UK fails to boldly go with mice in space

二月 13, 2004

Fear of animal-rights protests played a key role in preventing UK scientists joining an international effort to put mice in space.

The student-led Mars gravity biosatellite programme will involve US and Australian experts. It will put 15 mice into orbit to explore the biomedical effects of Martian-level gravity - simulated by spinning spacecraft to generate centrifugal force - a crucial step in the preparation for a manned visit to the Red Planet.

Not one UK university took part in the Mars Society competition that spawned the mission.

Bo Maxwell, president of the Mars Society, said the initiative was launched at the height of the protests at Huntingdon Life Sciences, and experiments exploring the effects of artificial gravity on mice had met opposition.

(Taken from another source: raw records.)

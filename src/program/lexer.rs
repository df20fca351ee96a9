//! Lossless lexer for C-family source text.
//!
//! Every character of the input lands in exactly one token, so concatenating
//! token texts reproduces the source byte-for-byte. Renaming operates on
//! `Ident` tokens only; literals and comments are never touched.

use serde::{Deserialize, Serialize};

/// Lexical class of a token
#[derive(Debug, Clone, Copy, PartialEq, Eq, Hash, Serialize, Deserialize)]
#[serde(rename_all = "snake_case")]
pub enum TokenKind {
    Ident,
    Number,
    Str,
    Char,
    Punct,
    Comment,
    Whitespace,
}

impl TokenKind {
    /// Whitespace and comments carry no meaning for the model input
    pub fn is_trivia(self) -> bool {
        matches!(self, TokenKind::Whitespace | TokenKind::Comment)
    }
}

/// A single lexed token
#[derive(Debug, Clone, PartialEq, Eq)]
pub struct Token {
    pub kind: TokenKind,
    pub text: String,
}

impl Token {
    pub fn new(kind: TokenKind, text: impl Into<String>) -> Self {
        Self {
            kind,
            text: text.into(),
        }
    }

    pub fn is_ident(&self, name: &str) -> bool {
        self.kind == TokenKind::Ident && self.text == name
    }

    pub fn is_punct(&self, symbol: &str) -> bool {
        self.kind == TokenKind::Punct && self.text == symbol
    }
}

pub(crate) fn is_ident_start(c: char) -> bool {
    c.is_alphabetic() || c == '_' || c == '$'
}

pub(crate) fn is_ident_continue(c: char) -> bool {
    c.is_alphanumeric() || c == '_' || c == '$'
}

/// Split source text into tokens
pub fn lex(source: &str) -> Vec<Token> {
    let chars: Vec<char> = source.chars().collect();
    let mut tokens = Vec::new();
    let mut i = 0;

    while i < chars.len() {
        let c = chars[i];
        let start = i;

        let kind = if c.is_whitespace() {
            while i < chars.len() && chars[i].is_whitespace() {
                i += 1;
            }
            TokenKind::Whitespace
        } else if c == '/' && chars.get(i + 1) == Some(&'/') {
            while i < chars.len() && chars[i] != '\n' {
                i += 1;
            }
            TokenKind::Comment
        } else if c == '/' && chars.get(i + 1) == Some(&'*') {
            i += 2;
            while i < chars.len() && !(chars[i] == '*' && chars.get(i + 1) == Some(&'/')) {
                i += 1;
            }
            i = (i + 2).min(chars.len());
            TokenKind::Comment
        } else if c == '"' {
            i = skip_quoted(&chars, i, '"');
            TokenKind::Str
        } else if c == '\'' {
            i = skip_quoted(&chars, i, '\'');
            TokenKind::Char
        } else if is_ident_start(c) {
            while i < chars.len() && is_ident_continue(chars[i]) {
                i += 1;
            }
            TokenKind::Ident
        } else if c.is_ascii_digit() {
            while i < chars.len()
                && (chars[i].is_ascii_alphanumeric() || chars[i] == '.' || chars[i] == '_')
            {
                i += 1;
            }
            TokenKind::Number
        } else {
            i += 1;
            TokenKind::Punct
        };

        tokens.push(Token {
            kind,
            text: chars[start..i].iter().collect(),
        });
    }

    tokens
}

/// Returns the index one past the closing quote. Unterminated literals stop
/// at the end of the line.
fn skip_quoted(chars: &[char], start: usize, quote: char) -> usize {
    let mut i = start + 1;
    while i < chars.len() {
        match chars[i] {
            '\\' => i += 2,
            '\n' => return i,
            c if c == quote => return i + 1,
            _ => i += 1,
        }
    }
    chars.len()
}

#[cfg(test)]
mod tests {
    use super::*;

    fn texts(tokens: &[Token]) -> Vec<&str> {
        tokens
            .iter()
            .filter(|t| !t.kind.is_trivia())
            .map(|t| t.text.as_str())
            .collect()
    }

    #[test]
    fn test_lex_is_lossless() {
        let src = "int foo(int a,int b){ /* sum */ return a+b; } // done\n";
        let tokens = lex(src);
        let rebuilt: String = tokens.iter().map(|t| t.text.as_str()).collect();
        assert_eq!(rebuilt, src);
    }

    #[test]
    fn test_lex_basic_function() {
        let tokens = lex("int foo(int a,int b){return a+b;}");
        assert_eq!(
            texts(&tokens),
            vec![
                "int", "foo", "(", "int", "a", ",", "int", "b", ")", "{", "return", "a", "+",
                "b", ";", "}"
            ]
        );
    }

    #[test]
    fn test_lex_literals_are_opaque() {
        let tokens = lex(r#"printf("a = %d\n", a); c = 'a';"#);
        let strs: Vec<_> = tokens
            .iter()
            .filter(|t| t.kind == TokenKind::Str || t.kind == TokenKind::Char)
            .map(|t| t.text.as_str())
            .collect();
        assert_eq!(strs, vec![r#""a = %d\n""#, "'a'"]);
        assert_eq!(tokens.iter().filter(|t| t.is_ident("a")).count(), 1);
    }

    #[test]
    fn test_lex_unterminated_literal_and_comment() {
        let tokens = lex("s = \"open\nx /* never closed");
        let rebuilt: String = tokens.iter().map(|t| t.text.as_str()).collect();
        assert_eq!(rebuilt, "s = \"open\nx /* never closed");
        assert!(tokens.iter().any(|t| t.is_ident("x")));
        assert_eq!(tokens.last().map(|t| t.kind), Some(TokenKind::Comment));
    }

    #[test]
    fn test_lex_numbers() {
        let tokens = lex("x = 0x1F + 3.5f;");
        let numbers: Vec<_> = tokens
            .iter()
            .filter(|t| t.kind == TokenKind::Number)
            .map(|t| t.text.as_str())
            .collect();
        assert_eq!(numbers, vec!["0x1F", "3.5f"]);
    }
}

"Some universities got cold feet," he said. "I strongly felt this was why we didn't get responses from the UK."

The Mars gravity biosatellite programme, unveiled last week, is independent of the Mars Society, although the three collaborating institutions - the Massachusetts Institute of Technology and the University of Washington at Seattle, in the US, and the University of Queensland in Australia - all took part in the competition.

Results from the £11 million programme will provide insights into fundamental biology as well as helping scientists devise ways to minimise health risks associated with manned missions to Mars.

Laurence Young of MIT said UK universities could get involved, so long as their scientific input could be matched by funding.